Vinci Construction UK and Skanska have teamed up with BRE, nPlan and Assentian to develop a new digital planning and supply chain management toolbox that they claim can deliver 25% cost and time savings.

The two-year project funded by UK Research and Innovation started in March 2018 and seeks to produce a proof of concept version of a toolkit, called PLASMA, that will improve efficiency in the construction process for planning and supply chain management.

Built on a blockchain platform, it aims improve construction productivity via better project planning, improved supply chain collaboration, and analysis of supply chain and IoT (internet of things) data.

The tool enables planners to create and quantitatively rehearse project delivery scenarios such as sequences, critical paths and logistics. This reduces risk by taking account of context-specific restrictions and supply chain “pinch-points”, for example where increased capacity or automation could improve overall productivity.

PLASMA also enables supply chain businesses to collect, share and store “tamper-resistant” data without the need for central control and management. The tool will allow tracking of elements such as task completion via existing IoT-based data capabilities and enables change management and incremental payments to be made via smart contracts.

Meanwhile, the tool will also enable the development of quantified KPIs that are specific to construction supply chains, identifying best practice and the range of performance across the sector. KPIs can be linked to and benchmark a range of established performance improvement approaches, as well as innovations such as robotics and automation.

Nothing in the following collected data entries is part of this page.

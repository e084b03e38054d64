use crate::{
    file::{parser::Parser, writer::Writer},
    metadata::{
        tables::{CodedIndexType, ColumnKind, RowDefinition, TableId, TableLayout},
        token::Token,
    },
    Result,
};

/// A row of the `MethodSpec` table (ECMA-335 II.22.29).
#[derive(Clone, Copy, Debug, PartialEq, Eq, Hash)]
pub struct MethodSpecRaw {
    /// Generic method being instantiated, a `MethodDefOrRef` coded index
    pub method: Token,
    /// `#Blob` index of the instantiation signature
    pub instantiation: u32,
}

impl RowDefinition for MethodSpecRaw {
    const TABLE: TableId = TableId::MethodSpec;

    #[rustfmt::skip]
    const COLUMNS: &'static [ColumnKind] = &[
        /* method */          ColumnKind::Coded(CodedIndexType::MethodDefOrRef),
        /* instantiation */   ColumnKind::BlobIndex,
    ];

    fn read_row(parser: &mut Parser, layout: &TableLayout) -> Result<Self> {
        Ok(MethodSpecRaw {
            method: layout.columns[0].read_token(parser)?,
            instantiation: layout.columns[1].read(parser)?,
        })
    }

    fn write_row(&self, writer: &mut Writer, layout: &TableLayout) -> Result<()> {
        layout.columns[0].write_token(writer, self.method)?;
        layout.columns[1].write(writer, self.instantiation)
    }
}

A spokesman for Vinci said: “It is complex stuff and the objective is to establish ‘proof of concept’ and then move towards developing a tool that delivers the 25% savings at the end of it. Key to all of this is Innovation and the whole project is a confirmation of Vinci’s desire to improve construction processes and its ambition to drive the industry forward.”

Sam Stacey, director of the Transforming Construction Challenge UKRI, said: “Projects such as PLASMA are funded by the Industrial Strategy Challenge Fund and play a key role in advancing the transformation across the sector. It will help the construction industry work directly with talented innovators to explore new ways of working in construction that will speed up assembly, save money, and improve the quality of building projects.”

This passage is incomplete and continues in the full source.